The Medicare Common Access Card Act of 2011 establishes a two-phase system for developing and implementing secure smart card technology for Medicare beneficiaries and providers based on the 20 million cards issued under the DoD program.
Phase one would require the Secretary of Health and Human Services (HHS) to design and implement a smart card pilot program in geographic regions considered to be at high programmatic risk in an effort to increase the quality of care, improve the accuracy in the Medicare billing system, reduce the potential for identity theft and prevent waste, fraud and abuse.
The second phase, expanded implementation, would occur one year after the start of the pilot program following a HHS report to Congress on the results of the pilot program and the viability of the nationwide expansion and implementation of Medicare Common Access Card technology.

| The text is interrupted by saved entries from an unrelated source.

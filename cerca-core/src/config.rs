//! Configuration types shared across the orchestrator and connectors.

use std::time::Duration;

use serde::{Deserialize, Serialize};

/// A single exchange tried during ISIN resolution against the primary source.
#[derive(Debug, Clone, PartialEq, Eq, Serialize, Deserialize)]
pub struct ExchangeCandidate {
    /// Symbol suffix on the primary source (`"L"` for `RR.L`); `None` means
    /// a bare US listing without a suffix.
    pub suffix: Option<String>,
    /// Human-readable exchange name reported in resolved records.
    pub exchange: String,
}

impl ExchangeCandidate {
    /// Build a candidate from a suffix (or `None` for bare US symbols) and an
    /// exchange display name.
    pub fn new(suffix: Option<&str>, exchange: impl Into<String>) -> Self {
        Self {
            suffix: suffix.map(str::to_string),
            exchange: exchange.into(),
        }
    }
}

/// Ordered exchange priority list for ISIN resolution.
///
/// The order is part of the resolution contract: candidates are tried
/// strictly in sequence and the first hit wins. This is domain policy, so it
/// is configuration data rather than embedded logic.
#[derive(Debug, Clone, PartialEq, Eq, Serialize, Deserialize)]
pub struct ExchangeCandidates(Vec<ExchangeCandidate>);

impl ExchangeCandidates {
    /// Build a custom priority list. An empty list is valid and limits the
    /// primary source to a single unconstrained lookup.
    #[must_use]
    pub fn new(candidates: Vec<ExchangeCandidate>) -> Self {
        Self(candidates)
    }

    /// Iterate candidates in priority order.
    pub fn iter(&self) -> std::slice::Iter<'_, ExchangeCandidate> {
        self.0.iter()
    }

    /// Number of candidates.
    #[must_use]
    pub fn len(&self) -> usize {
        self.0.len()
    }

    /// Whether the list is empty.
    #[must_use]
    pub fn is_empty(&self) -> bool {
        self.0.is_empty()
    }
}

impl Default for ExchangeCandidates {
    /// Home-market exchanges before broader listings: US first, then the
    /// large European venues in decreasing listing coverage.
    fn default() -> Self {
        Self(vec![
            ExchangeCandidate::new(None, "NYSE/NASDAQ"),
            ExchangeCandidate::new(Some("L"), "London Stock Exchange"),
            ExchangeCandidate::new(Some("DE"), "Deutsche Börse"),
            ExchangeCandidate::new(Some("PA"), "Euronext Paris"),
            ExchangeCandidate::new(Some("AS"), "Euronext Amsterdam"),
            ExchangeCandidate::new(Some("MI"), "Borsa Italiana"),
            ExchangeCandidate::new(Some("SW"), "SIX Swiss Exchange"),
        ])
    }
}

impl<'a> IntoIterator for &'a ExchangeCandidates {
    type Item = &'a ExchangeCandidate;
    type IntoIter = std::slice::Iter<'a, ExchangeCandidate>;

    fn into_iter(self) -> Self::IntoIter {
        self.0.iter()
    }
}

/// Cache tuning for resolution results.
#[derive(Debug, Clone, Serialize, Deserialize)]
pub struct CacheConfig {
    /// Time-to-live for successfully resolved records.
    pub positive_ttl: Duration,
    /// Time-to-live for confirmed-absent markers. Kept shorter than
    /// `positive_ttl` so newly listed instruments become resolvable quickly.
    pub negative_ttl: Duration,
    /// Upper bound on cached entries before eviction.
    pub max_entries: u64,
}

impl Default for CacheConfig {
    fn default() -> Self {
        Self {
            positive_ttl: Duration::from_secs(24 * 60 * 60),
            negative_ttl: Duration::from_secs(15 * 60),
            max_entries: 10_000,
        }
    }
}

/// Circuit breaker tuning, applied per source.
#[derive(Debug, Clone, Serialize, Deserialize)]
pub struct BreakerConfig {
    /// Consecutive access-denied responses before the breaker opens.
    pub failure_threshold: u32,
    /// How long an open breaker rejects calls before admitting one probe.
    pub cooldown: Duration,
}

impl Default for BreakerConfig {
    fn default() -> Self {
        Self {
            failure_threshold: 3,
            cooldown: Duration::from_secs(10 * 60),
        }
    }
}

/// Bounded local retry policy for transient source failures.
#[derive(Debug, Clone, Serialize, Deserialize)]
pub struct RetryConfig {
    /// Additional attempts after the first transient failure.
    pub max_transient_retries: u32,
    /// Fixed delay between attempts.
    pub backoff: Duration,
}

impl Default for RetryConfig {
    fn default() -> Self {
        Self {
            max_transient_retries: 2,
            backoff: Duration::from_millis(100),
        }
    }
}

/// Global configuration for the `Cerca` orchestrator.
#[derive(Debug, Clone, Serialize, Deserialize)]
pub struct ResolverConfig {
    /// Exchange priority list tried against the primary source.
    pub candidates: ExchangeCandidates,
    /// Cache TTLs and capacity.
    pub cache: CacheConfig,
    /// Per-source circuit breaker tuning.
    pub breaker: BreakerConfig,
    /// Transient retry policy.
    pub retry: RetryConfig,
    /// Concurrency cap for batch fan-out.
    pub batch_concurrency: usize,
    /// Timeout for an individual upstream call; elapsing counts as a
    /// transient failure for that call.
    pub provider_timeout: Duration,
    /// Optional overall deadline for a whole batch request. Items cut off by
    /// the deadline report a per-item transient error.
    pub request_timeout: Option<Duration>,
}

impl Default for ResolverConfig {
    fn default() -> Self {
        Self {
            candidates: ExchangeCandidates::default(),
            cache: CacheConfig::default(),
            breaker: BreakerConfig::default(),
            retry: RetryConfig::default(),
            batch_concurrency: 8,
            provider_timeout: Duration::from_secs(10),
            request_timeout: None,
        }
    }
}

The common access card technology would be used by both Medicare patients and health care providers at the point of service to verify identity and make secure billing transactions. By creating an electronic record between the beneficiary and the provider, it ensures that services and equipment were not only provided but also received, signaling that it can then be paid for by CMS. This type of technology is currently used by the Department of Defense (DoD), who have issued over 20 million of the secure ID cards. To date, DoD reports not a single common access card has been counterfeited.
The Medicare Common Access Card pilot program would be funded by transferring funds from the Medicare Improvement Fund (MIF). The MIF was established by the Medicare Improvements for Patients and Providers Act (MIPPA) of 2008 to make funds available to HHS for the purpose of making improvements under the Medicare Parts A & B programs including program integrity improvements.

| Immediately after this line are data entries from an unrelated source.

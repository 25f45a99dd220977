//! Aggregate result types for batch operations.
//!
//! Field names form the wire compatibility contract: embedding layers
//! serialize these directly, and callers rely on parallel `results`/`errors`
//! lists keyed by the original identifier.

use serde::{Deserialize, Serialize};

use crate::error::CercaError;
use crate::types::{InstrumentRecord, QuoteRecord};

/// One failed item in a batch resolution, keyed by the ISIN as submitted.
#[derive(Debug, Clone, PartialEq, Eq, Serialize, Deserialize)]
pub struct SearchErrorItem {
    /// The input that failed, exactly as the caller sent it.
    pub isin: String,
    /// The typed per-item outcome.
    pub error: CercaError,
}

/// Outcome of `search_batch`: partial successes plus per-item errors.
/// Every input appears exactly once across the two lists.
#[derive(Debug, Clone, PartialEq, Eq, Serialize, Deserialize)]
pub struct BatchSearchReport {
    /// Successfully resolved records.
    pub results: Vec<InstrumentRecord>,
    /// Per-item failures.
    pub errors: Vec<SearchErrorItem>,
}

/// One failed item in a batch quote, keyed by the symbol as submitted.
#[derive(Debug, Clone, PartialEq, Eq, Serialize, Deserialize)]
pub struct QuoteErrorItem {
    /// The input that failed, exactly as the caller sent it.
    pub symbol: String,
    /// The typed per-item outcome.
    pub error: CercaError,
}

/// Outcome of `quote_batch`: partial successes plus per-item errors.
#[derive(Debug, Clone, PartialEq, Eq, Serialize, Deserialize)]
pub struct BatchQuoteReport {
    /// Successfully fetched quotes.
    pub results: Vec<QuoteRecord>,
    /// Per-item failures.
    pub errors: Vec<QuoteErrorItem>,
}
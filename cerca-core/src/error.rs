use serde::{Deserialize, Serialize};
use thiserror::Error;

/// Unified error type for the cerca workspace.
///
/// Every failure a caller can observe maps to exactly one variant, so the
/// embedding layer (HTTP, batch aggregation) can report the correct per-item
/// outcome without string matching.
// NOTE: `Error` is implemented by hand rather than via `#[derive(Error)]`
// because several variants carry a field literally named `source` that holds a
// logical *source name* (a `String`), not an error cause. thiserror
// unconditionally treats a field named `source` as the error's `source()` and
// requires it to implement `std::error::Error`, which a `String` does not. The
// hand-written `Display`/`Error` impls below reproduce the exact messages the
// `#[error(...)]` attributes would have generated.
#[derive(Debug, Serialize, Deserialize, Clone, PartialEq, Eq)]
#[non_exhaustive]
pub enum CercaError {
    /// The input is not a syntactically valid ISIN. Fails fast: no cache or
    /// network access has happened.
    InvalidIsin {
        /// The rejected input, as received.
        input: String,
        /// Human-readable description of the violated rule.
        reason: String,
    },

    /// The input is not a plausible ticker symbol.
    InvalidSymbol {
        /// The rejected input, as received.
        input: String,
    },

    /// Confirmed absence: every consulted source answered and had no data.
    NotFound {
        /// Description of the missing resource, e.g. "instrument for US0378331005".
        what: String,
    },

    /// The source's circuit breaker is open, or the source denied access.
    /// Distinct from `NotFound`: the instrument may well exist, retry later.
    SourceUnavailable {
        /// Logical source name, e.g. "cerca-yfinance".
        source: String,
        /// Milliseconds until the breaker cooldown elapses; 0 when unknown.
        reset_in_ms: u64,
    },

    /// Network-level failure that persisted through the bounded local retries.
    Transient {
        /// Logical source name that kept failing.
        source: String,
        /// Human-readable failure message.
        msg: String,
    },

    /// Unexpected failure in cache/breaker bookkeeping. Always surfaced.
    Internal(String),
}

impl std::fmt::Display for CercaError {
    fn fmt(&self, f: &mut std::fmt::Formatter<'_>) -> std::fmt::Result {
        match self {
            Self::InvalidIsin { input, reason } => {
                write!(f, "invalid isin `{input}`: {reason}")
            }
            Self::InvalidSymbol { input } => write!(f, "invalid symbol `{input}`"),
            Self::NotFound { what } => write!(f, "not found: {what}"),
            Self::SourceUnavailable {
                source,
                reset_in_ms,
            } => write!(f, "source unavailable: {source} (retry in {reset_in_ms}ms)"),
            Self::Transient { source, msg } => write!(f, "{source} transient failure: {msg}"),
            Self::Internal(msg) => write!(f, "internal error: {msg}"),
        }
    }
}

impl std::error::Error for CercaError {}

impl CercaError {
    /// Helper: build an `InvalidIsin` error.
    pub fn invalid_isin(input: impl Into<String>, reason: impl Into<String>) -> Self {
        Self::InvalidIsin {
            input: input.into(),
            reason: reason.into(),
        }
    }

    /// Helper: build a `NotFound` error for a description of the missing resource.
    pub fn not_found(what: impl Into<String>) -> Self {
        Self::NotFound { what: what.into() }
    }

    /// Helper: build a `Transient` error with the source name and message.
    pub fn transient(source: impl Into<String>, msg: impl Into<String>) -> Self {
        Self::Transient {
            source: source.into(),
            msg: msg.into(),
        }
    }

    /// Helper: build an `Internal` error.
    pub fn internal(msg: impl Into<String>) -> Self {
        Self::Internal(msg.into())
    }

    /// Returns true for the benign confirmed-absence outcome.
    #[must_use]
    pub const fn is_not_found(&self) -> bool {
        matches!(self, Self::NotFound { .. })
    }

    /// Stable discriminant string used by embedding layers for per-item
    /// outcome reporting.
    #[must_use]
    pub const fn kind(&self) -> &'static str {
        match self {
            Self::InvalidIsin { .. } | Self::InvalidSymbol { .. } => "validation_error",
            Self::NotFound { .. } => "not_found",
            Self::SourceUnavailable { .. } => "source_unavailable",
            Self::Transient { .. } => "transient_error",
            Self::Internal(_) => "internal_error",
        }
    }
}

/// Outcome classification for a single upstream call, as seen by the engines.
///
/// Adapters translate every upstream-specific failure into one of these three
/// cases. The distinction is load-bearing: `NotFound` means "try the next
/// fallback", `Blocked` must be reported to the circuit breaker and aborts the
/// current source, and `Transient` may be retried a bounded number of times
/// without touching the breaker.
// `Error` is hand-implemented here for the same reason as `CercaError`: the
// `source` field is a logical source name, not a nested error cause.
#[derive(Debug, Clone, PartialEq, Eq)]
pub enum SourceError {
    /// This source has no data for this input.
    NotFound {
        /// Description of the missing resource.
        what: String,
    },

    /// Access denied (HTTP 401/403/429 or a provider-level block).
    Blocked {
        /// Logical source name that issued the denial.
        source: String,
    },

    /// Network or timeout failure; safe to retry against the same source.
    Transient {
        /// Logical source name that failed.
        source: String,
        /// Human-readable failure message.
        msg: String,
    },
}

impl std::fmt::Display for SourceError {
    fn fmt(&self, f: &mut std::fmt::Formatter<'_>) -> std::fmt::Result {
        match self {
            Self::NotFound { what } => write!(f, "not found: {what}"),
            Self::Blocked { source } => write!(f, "{source} denied access"),
            Self::Transient { source, msg } => write!(f, "{source} transient failure: {msg}"),
        }
    }
}

impl std::error::Error for SourceError {}

impl SourceError {
    /// Helper: build a `NotFound` outcome.
    pub fn not_found(what: impl Into<String>) -> Self {
        Self::NotFound { what: what.into() }
    }

    /// Helper: build a `Blocked` outcome for a source name.
    pub fn blocked(source: impl Into<String>) -> Self {
        Self::Blocked {
            source: source.into(),
        }
    }

    /// Helper: build a `Transient` outcome with the source name and message.
    pub fn transient(source: impl Into<String>, msg: impl Into<String>) -> Self {
        Self::Transient {
            source: source.into(),
            msg: msg.into(),
        }
    }
}

impl From<SourceError> for CercaError {
    fn from(err: SourceError) -> Self {
        match err {
            SourceError::NotFound { what } => Self::NotFound { what },
            SourceError::Blocked { source } => Self::SourceUnavailable {
                source,
                reset_in_ms: 0,
            },
            SourceError::Transient { source, msg } => Self::Transient { source, msg },
        }
    }
}

/// Failure of the cache backend itself (connection lost, protocol error).
///
/// The engines treat this as a miss/no-op: caching is an optimization, never
/// a correctness dependency.
#[derive(Debug, Error, Clone, PartialEq, Eq)]
#[error("cache backend unavailable: {0}")]
pub struct CacheError(pub String);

Following introduction, the Medicare Common Access Card Act of 2011 will be referred to the Senate Finance Committee. The Congressional Super Committee, created in the July debt limit deal, is in a position to include a package to combat waste, fraud and abuse in the Medicare system in their report to Congress, due November 23.
With bipartisan, bicameral backing, the Members introducing the bill urge inclusion of the Medicare Common Access Card Act of 2011 pilot program in that report.
The Medicare Common Access Card Act of 2011 has been endorsed by the American Association of Retired Persons (AARP) and the SecureID Coalition.